I noticed two people in the airplane. I got on my cell phone and called the club scheduling system and confirmed I had the plane reserved. As I got closer to the plane, the engine started! I managed to get their attention and they shut down the engine. It turns out the other club member had reserved the plane for Sunday, but thought he had it for Saturday. He and his son were just going out for a joy ride, but they were happy to let me have the plane for my XC. I pre-flighted and taxied over to the fuel pump to fill up. Topped off the tanks, called ground and was cleared to taxi, and headed for the runway. Did my runup, had to run it at 2000 rpm leaned to burn the crud off the right mag plugs.

Got a good mag check, set my frequencies in the radios, got out the lapboard and sectional and called the tower. Cleared for takeoff, I scooted on to the runway and off I went. I was headed to Emporia KS (EMP), from Johnson Co. Executive AP in Olathe KS (OJC). OJC is situated just SW of the Kansas City metro area and is right next to another class D airport IXD. In fact thier class D airspaces overlap.

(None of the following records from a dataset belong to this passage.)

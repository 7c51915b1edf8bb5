use std::collections::HashSet;
use std::sync::Arc;

use papergraph_core::{DedupKey, PaperRecord, RelatedPaper};
use tracing::{debug, warn};

use crate::sources::MetadataApi;

/// What happened to one edge collection during expansion.
#[derive(Debug, Clone, Copy, PartialEq, Eq)]
pub enum EdgeFetch {
    /// Already populated, no call made.
    Present,
    Fetched,
    /// The call failed; the collection was set to empty.
    Unavailable,
}

/// Fills in a paper's `citations`/`references` from the metadata API.
#[derive(Clone)]
pub struct MetadataExpander {
    api: Arc<dyn MetadataApi>,
}

impl MetadataExpander {
    pub fn new(api: Arc<dyn MetadataApi>) -> Self {
        Self { api }
    }

    pub async fn expand_citations(&self, paper: &mut PaperRecord) -> EdgeFetch {
        if paper.citations.is_some() {
            return EdgeFetch::Present;
        }
        let Some(paper_id) = paper.paper_id.clone() else {
            warn!(title = %paper.title, "no paperId, citations unavailable");
            paper.citations = Some(Vec::new());
            return EdgeFetch::Unavailable;
        };
        match self.api.citations_of(&paper_id).await {
            Ok(edges) => {
                debug!(paper_id = %paper_id, count = edges.len(), "fetched citations");
                paper.citations = Some(edges);
                EdgeFetch::Fetched
            }
            Err(e) => {
                warn!(paper_id = %paper_id, source = self.api.name(), error = %e, "citations unavailable");
                paper.citations = Some(Vec::new());
                EdgeFetch::Unavailable
            }
        }
    }

    pub async fn expand_references(&self, paper: &mut PaperRecord) -> EdgeFetch {
        if paper.references.is_some() {
            return EdgeFetch::Present;
        }
        let Some(paper_id) = paper.paper_id.clone() else {
            warn!(title = %paper.title, "no paperId, references unavailable");
            paper.references = Some(Vec::new());
            return EdgeFetch::Unavailable;
        };
        match self.api.references_of(&paper_id).await {
            Ok(edges) => {
                debug!(paper_id = %paper_id, count = edges.len(), "fetched references");
                paper.references = Some(edges);
                EdgeFetch::Fetched
            }
            Err(e) => {
                warn!(paper_id = %paper_id, source = self.api.name(), error = %e, "references unavailable");
                paper.references = Some(Vec::new());
                EdgeFetch::Unavailable
            }
        }
    }

    /// Expand citations, then drop every edge whose related paper is not in `keys`.
    pub async fn expand_citations_within(
        &self,
        paper: &mut PaperRecord,
        keys: &HashSet<DedupKey>,
    ) -> EdgeFetch {
        let outcome = self.expand_citations(paper).await;
        if let Some(edges) = paper.citations.as_mut() {
            retain_registered(edges, keys);
        }
        outcome
    }

    pub async fn expand_references_within(
        &self,
        paper: &mut PaperRecord,
        keys: &HashSet<DedupKey>,
    ) -> EdgeFetch {
        let outcome = self.expand_references(paper).await;
        if let Some(edges) = paper.references.as_mut() {
            retain_registered(edges, keys);
        }
        outcome
    }
}

fn retain_registered<E: RelatedPaper>(edges: &mut Vec<E>, keys: &HashSet<DedupKey>) {
    edges.retain(|edge| keys.contains(&edge.related_key()));
}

So, as soon as I was able to turn on course, I requested a freq change and called the IXD tower for clearance to transit thier class D south of the airport. Once I cleared their airspace, I called up flight service and opened my flight plan. Then it was on to Kansas City approach for flight following. They took my info and then told me to call KC Center and ask them. Center gave me a squawk, and it was time to look for my first checkpoint. This is an easy XC to do, I did it once with my instructor a couple of months ago. Plus you can follow I-35 all the way. Plus, there is a VOR on the field at OJC and a VOR a mile or two from EMP. It doesn't hurt that the plane is equipped with some of Garmin's best in the panel.

However, I did follow my flight plan and ded reckoned the trip to EMP. I was hitting my check points quite late however. I checked one of the gps's and found that my ground speed was hovering in the 60-65 mph range. Wind was worse than forecast, but on this short a trip (75 nm) it wouldn't be a big deal.

Got to EMP, it was bumpy at pattern altitude and the wind was up higher than forecast, but straight down the runway. Made an ugly, but safe landing, taxied over to the FBO. Closed my flight plan, called my wife, got a weather briefing, planned the flight home, used the bathroom, paid for gas, and headed off.

Ground speed hovered around 105-110 mph on the way home, made for a quick trip. Made an ugly but safe landing. Parked the plane, tied it down, headed home with a smile on my face.

Later that day a severe t-storm rolled though town. Sundays paper had a picture of an airplane that had been flipped over at OJC. I recognized it as the derelict Piper Apache that was parked across from the club's two planes. The brief article said that two planes were flipped over, and several were torn loose from tie downs. I was the last one to fly the 150 before the storm, so I was wondering all day if our planes were ok.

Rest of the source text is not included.